> Task objective:
Only one stretch of the listing below is wanted: the line with "let rows: Vec<&[String]>" and all lines after it. Reproduce that stretch exactly.

........

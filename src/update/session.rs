//! Session lifecycle update functions

use crate::commands::Cmd;
use crate::messages::SessionMsg;
use crate::session::EditSession;

/// Handle save/cancel messages
pub fn update_session(session: &mut EditSession, msg: SessionMsg) -> Option<Cmd> {
    match msg {
        SessionMsg::Save => {
            let text = session.render();
            tracing::debug!(lines = ?session.lines(), "writing table back");
            Some(Cmd::ReplaceDocumentRange {
                lines: session.lines(),
                text,
            })
        }
        SessionMsg::Saved => {
            session.status = Some("Table updated".to_string());
            Some(Cmd::CloseSession)
        }
        SessionMsg::SaveFailed(error) => {
            // Session stays open so the user can retry or cancel
            tracing::warn!("Failed to write table: {}", error);
            session.status = Some(format!("Could not update document: {}", error));
            Some(Cmd::Redraw)
        }
        SessionMsg::Cancel => Some(Cmd::CloseSession),
    }
}
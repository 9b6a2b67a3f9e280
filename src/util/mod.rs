//! Utility modules

pub mod text;

pub use text::{display_width, is_wide, last_line, normalize_newlines};
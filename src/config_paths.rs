//! Centralized configuration paths for mdgrid
//!
//! All config files live under:
//! - Unix/macOS: `~/.config/mdgrid/`
//! - Windows: `%APPDATA%\mdgrid\`

use std::{
    env, fs,
    path::{Path, PathBuf},
};

const APP_DIR: &str = "mdgrid";

/// Base config directory for mdgrid
///
/// Unix/macOS:
///   - If XDG_CONFIG_HOME is set: `$XDG_CONFIG_HOME/mdgrid`
///   - Else: `~/.config/mdgrid`
///
/// Windows:
///   - `%APPDATA%\mdgrid`
pub fn config_dir() -> Option<PathBuf> {
    #[cfg(target_os = "windows")]
    {
        env::var("APPDATA")
            .ok()
            .map(|appdata| PathBuf::from(appdata).join(APP_DIR))
    }

    #[cfg(not(target_os = "windows"))]
    {
        env::var_os("XDG_CONFIG_HOME")
            .map(PathBuf::from)
            .or_else(|| dirs::home_dir().map(|h| h.join(".config")))
            .map(|config| config.join(APP_DIR))
    }
}

/// `~/.config/mdgrid/config.yaml`
pub fn config_file() -> Option<PathBuf> {
    config_dir().map(|dir| dir.join("config.yaml"))
}

/// `~/.config/mdgrid/logs/`
pub fn logs_dir() -> Option<PathBuf> {
    config_dir().map(|dir| dir.join("logs"))
}

/// Create the logs directory if needed and return it
pub fn ensure_logs_dir() -> std::io::Result<PathBuf> {
    let dir = logs_dir().ok_or_else(|| {
        std::io::Error::new(std::io::ErrorKind::NotFound, "no config directory")
    })?;
    ensure_dir(&dir)?;
    Ok(dir)
}

fn ensure_dir(dir: &Path) -> std::io::Result<()> {
    if !dir.exists() {
        fs::create_dir_all(dir)?;
    }
    Ok(())
}
//! Editor configuration
//!
//! Stored in `~/.config/mdgrid/config.yaml`. Every field has a default, so a
//! partial file only overrides what it names.

use std::path::Path;

use anyhow::{Context, Result};
use serde::{Deserialize, Serialize};

use crate::grid::DEFAULT_MIN_COLUMN_WIDTH;
use crate::history::DEFAULT_UNDO_LIMIT;

/// Editing session configuration
#[derive(Debug, Clone, PartialEq, Eq, Serialize, Deserialize)]
#[serde(default)]
pub struct EditorConfig {
    /// Floor for the UI column width hints
    pub min_column_width: usize,
    /// Maximum number of undo steps kept per session
    pub undo_limit: usize,
    /// Rows of a new blank table
    pub blank_rows: usize,
    /// Columns of a new blank table
    pub blank_columns: usize,
}

impl Default for EditorConfig {
    fn default() -> Self {
        Self {
            min_column_width: DEFAULT_MIN_COLUMN_WIDTH,
            undo_limit: DEFAULT_UNDO_LIMIT,
            blank_rows: 3,
            blank_columns: 3,
        }
    }
}

impl EditorConfig {
    /// Load config from the default location, or return defaults if not found
    pub fn load() -> Self {
        let Some(path) = crate::config_paths::config_file() else {
            tracing::debug!("No config directory available, using defaults");
            return Self::default();
        };
        Self::load_from(&path)
    }

    /// Load config from a specific file, falling back to defaults on any error
    pub fn load_from(path: &Path) -> Self {
        if !path.exists() {
            tracing::debug!(
                "Config file not found at {}, using defaults",
                path.display()
            );
            return Self::default();
        }

        match std::fs::read_to_string(path) {
            Ok(content) => match Self::from_yaml(&content) {
                Ok(config) => {
                    tracing::info!("Loaded config from {}", path.display());
                    config
                }
                Err(e) => {
                    tracing::warn!("Failed to parse config at {}: {:#}", path.display(), e);
                    Self::default()
                }
            },
            Err(e) => {
                tracing::warn!("Failed to read config at {}: {}", path.display(), e);
                Self::default()
            }
        }
    }

    /// Parse config from YAML text
    pub fn from_yaml(content: &str) -> Result<Self> {
        // An empty file deserializes as unit, not as an empty mapping
        if content.trim().is_empty() {
            return Ok(Self::default());
        }
        serde_yaml::from_str(content).context("invalid config YAML")
    }

    /// Save config to a file, creating its directory if needed
    pub fn save_to(&self, path: &Path) -> Result<()> {
        if let Some(parent) = path.parent() {
            std::fs::create_dir_all(parent).with_context(|| {
                format!("Failed to create config directory {}", parent.display())
            })?;
        }

        let content = serde_yaml::to_string(self).context("Failed to serialize config")?;
        std::fs::write(path, content)
            .with_context(|| format!("Failed to write config to {}", path.display()))?;

        tracing::info!("Saved config to {}", path.display());
        Ok(())
    }
}
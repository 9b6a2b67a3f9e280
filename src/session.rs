//! Editing session state
//!
//! One `EditSession` exists per table being edited. It is created when the
//! host opens a table, passed explicitly to [`crate::update::update`] for
//! every message, and dropped when the runtime sees `Cmd::CloseSession`.

use std::ops::Range;

use crate::config::EditorConfig;
use crate::grid::{CellPosition, Grid};
use crate::history::GridHistory;
use crate::markdown::{render_table, MarkdownTable};
use crate::selection::{CellRange, Selection};

/// State of one table editing session
#[derive(Debug, Clone)]
pub struct EditSession {
    grid: Grid,
    history: GridHistory,
    /// Current cell selection
    pub selection: Selection,
    /// Document lines the rendered table replaces (half-open)
    lines: Range<usize>,
    /// Last user-visible message (errors, confirmations)
    pub status: Option<String>,
    /// Range copied by a cut, cleared once the clipboard write succeeds
    pub(crate) pending_cut: Option<CellRange>,
    min_column_width: usize,
    is_modified: bool,
}

impl EditSession {
    /// Start a session over an existing grid
    pub fn new(grid: Grid, lines: Range<usize>, config: &EditorConfig) -> Self {
        let mut session = Self {
            grid,
            history: GridHistory::with_max_size(config.undo_limit),
            selection: Selection::new(),
            lines,
            status: None,
            pending_cut: None,
            min_column_width: config.min_column_width,
            is_modified: false,
        };
        session.grid.recompute_column_widths(session.min_column_width);
        session
            .selection
            .select(CellPosition::default(), session.row_count(), session.column_count());
        session
    }

    /// Start a session for a table parsed from the document
    pub fn from_table(table: &MarkdownTable, config: &EditorConfig) -> Self {
        tracing::debug!(
            start_line = table.start_line,
            end_line = table.end_line,
            "opening table session"
        );
        Self::new(
            table.to_grid(),
            table.start_line..table.end_line + 1,
            config,
        )
    }

    /// Start a session for a new blank table inserted before `line`
    pub fn blank(line: usize, config: &EditorConfig) -> Self {
        let grid = Grid::blank(config.blank_rows, config.blank_columns);
        Self::new(grid, line..line, config)
    }

    /// Current grid (read model for the rendering surface)
    pub fn grid(&self) -> &Grid {
        &self.grid
    }

    /// Undo/redo availability
    pub fn history(&self) -> &GridHistory {
        &self.history
    }

    /// Document lines the table occupies
    pub fn lines(&self) -> Range<usize> {
        self.lines.clone()
    }

    pub fn row_count(&self) -> usize {
        self.grid.row_count()
    }

    pub fn column_count(&self) -> usize {
        self.grid.column_count()
    }

    /// Check if the grid changed since the session started
    pub fn is_modified(&self) -> bool {
        self.is_modified
    }

    /// Apply a grid mutation, recording the previous state for undo
    ///
    /// `mutate` reports whether it changed anything; unchanged grids leave the
    /// history alone.
    pub fn apply<F>(&mut self, action: &str, mutate: F) -> bool
    where
        F: FnOnce(&mut Grid) -> bool,
    {
        let before = self.grid.clone();
        if !mutate(&mut self.grid) {
            tracing::debug!(action, "mutation had no effect");
            return false;
        }

        self.history.record(before);
        self.after_grid_change();
        tracing::debug!(
            action,
            rows = self.row_count(),
            cols = self.column_count(),
            undo = self.history.undo_count(),
            "grid mutated"
        );
        true
    }

    /// Restore the previous snapshot
    pub fn undo(&mut self) -> bool {
        let current = self.grid.clone();
        match self.history.undo(current) {
            Some(previous) => {
                self.grid = previous;
                self.after_grid_change();
                true
            }
            None => false,
        }
    }

    /// Re-apply the last undone change
    pub fn redo(&mut self) -> bool {
        let current = self.grid.clone();
        match self.history.redo(current) {
            Some(next) => {
                self.grid = next;
                self.after_grid_change();
                true
            }
            None => false,
        }
    }

    fn after_grid_change(&mut self) {
        self.is_modified = true;
        self.selection.clamp(self.row_count(), self.column_count());
        self.grid.recompute_column_widths(self.min_column_width);
    }

    /// Render the grid as Markdown
    pub fn render(&self) -> String {
        render_table(&self.grid)
    }

    /// Capture the grid as an interchange record for its original span
    pub fn to_table(&self) -> MarkdownTable {
        let end_line = self.lines.start + self.row_count();
        MarkdownTable::from_grid(&self.grid, self.lines.start, end_line)
    }
}
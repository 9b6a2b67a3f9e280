//! Grid to Markdown rendering
//!
//! Produces a pipe-table whose `|` boundaries line up in a monospace font,
//! measuring cells with [`display_width`] so CJK text pads correctly.
//!
//! Multi-line cells are joined with `<br>`; only their last segment takes
//! part in the column width and receives padding.

use crate::grid::{Alignment, Grid};
use crate::util::{display_width, normalize_newlines};

use super::table::LINE_BREAK;

/// A cell prepared for output: escaped segments split on newlines
struct EncodedCell {
    segments: Vec<String>,
}

impl EncodedCell {
    fn new(value: &str) -> Self {
        let escaped = normalize_newlines(value).replace('|', "\\|");
        Self {
            segments: escaped.split('\n').map(str::to_string).collect(),
        }
    }

    /// Width of the segment that competes for the column width
    fn last_width(&self) -> usize {
        self.segments.last().map_or(0, |s| display_width(s))
    }

    /// Render with the last segment padded to `width`
    fn render(&self, width: usize, align: Alignment) -> String {
        let (last, earlier) = match self.segments.split_last() {
            Some(parts) => parts,
            None => return " ".repeat(width),
        };

        let mut out = String::new();
        for segment in earlier {
            out.push_str(segment);
            out.push_str(LINE_BREAK);
        }
        out.push_str(&pad(last, width, align));
        out
    }
}

/// Pad `content` with spaces to `width` display cells
pub fn pad(content: &str, width: usize, align: Alignment) -> String {
    let padding = width.saturating_sub(display_width(content));
    if padding == 0 {
        return content.to_string();
    }

    match align {
        Alignment::Left => format!("{}{}", content, " ".repeat(padding)),
        Alignment::Right => format!("{}{}", " ".repeat(padding), content),
        Alignment::Center => {
            let left = padding / 2;
            format!(
                "{}{}{}",
                " ".repeat(left),
                content,
                " ".repeat(padding - left)
            )
        }
    }
}

/// Separator token for a column of `width` display cells
fn separator_token(width: usize, align: Alignment) -> String {
    let total = width + 2;
    match align {
        Alignment::Left => format!(":{}", "-".repeat(total - 1)),
        Alignment::Right => format!("{}:", "-".repeat(total - 1)),
        Alignment::Center => format!(":{}:", "-".repeat(total - 2)),
    }
}

/// Compute the rendered width of every column
///
/// An all-empty column still gets width 1 so it renders as `|   |` over
/// `|:--|` rather than collapsing.
pub fn column_widths<R: AsRef<[String]>>(rows: &[R], column_count: usize) -> Vec<usize> {
    let mut widths = vec![0; column_count];
    for row in rows {
        for (col, value) in row.as_ref().iter().enumerate().take(column_count) {
            widths[col] = widths[col].max(EncodedCell::new(value).last_width());
        }
    }
    widths.into_iter().map(|w| w.max(1)).collect()
}

fn render_line(cells: &[EncodedCell], widths: &[usize], alignments: &[Alignment]) -> String {
    let rendered: Vec<String> = widths
        .iter()
        .enumerate()
        .map(|(col, &width)| {
            let align = alignments.get(col).copied().unwrap_or_default();
            match cells.get(col) {
                Some(cell) => cell.render(width, align),
                None => " ".repeat(width),
            }
        })
        .collect();
    format!("| {} |", rendered.join(" | "))
}

/// Render rows (row 0 is the header) as an aligned Markdown table
///
/// Every line ends with `\n`. Returns an empty string for no rows.
pub fn render_rows<R: AsRef<[String]>>(rows: &[R], alignments: &[Alignment]) -> String {
    let Some(column_count) = rows.iter().map(|r| r.as_ref().len()).max() else {
        return String::new();
    };
    let column_count = column_count.max(1);
    let widths = column_widths(rows, column_count);

    let mut lines = Vec::with_capacity(rows.len() + 1);
    for (i, row) in rows.iter().enumerate() {
        let cells: Vec<EncodedCell> = row.as_ref().iter().map(|v| EncodedCell::new(v)).collect();
        lines.push(render_line(&cells, &widths, alignments));

        if i == 0 {
            let tokens: Vec<String> = widths
                .iter()
                .enumerate()
                .map(|(col, &w)| separator_token(w, alignments.get(col).copied().unwrap_or_default()))
                .collect();
            lines.push(format!("|{}|", tokens.join("|")));
        }
    }

    let mut out = lines.join("\n");
    out.push('\n');
    out
}

/// Render a grid using its column alignments
pub fn render_table(grid: &Grid) -> String {
    let rows: Vec<&[String]> = grid.rows().collect();
    render_rows(&rows, &grid.alignments())
}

........

> Answer for this exercise:
    let rows: Vec<&[String]> = grid.rows().collect();
    render_rows(&rows, &grid.alignments())
}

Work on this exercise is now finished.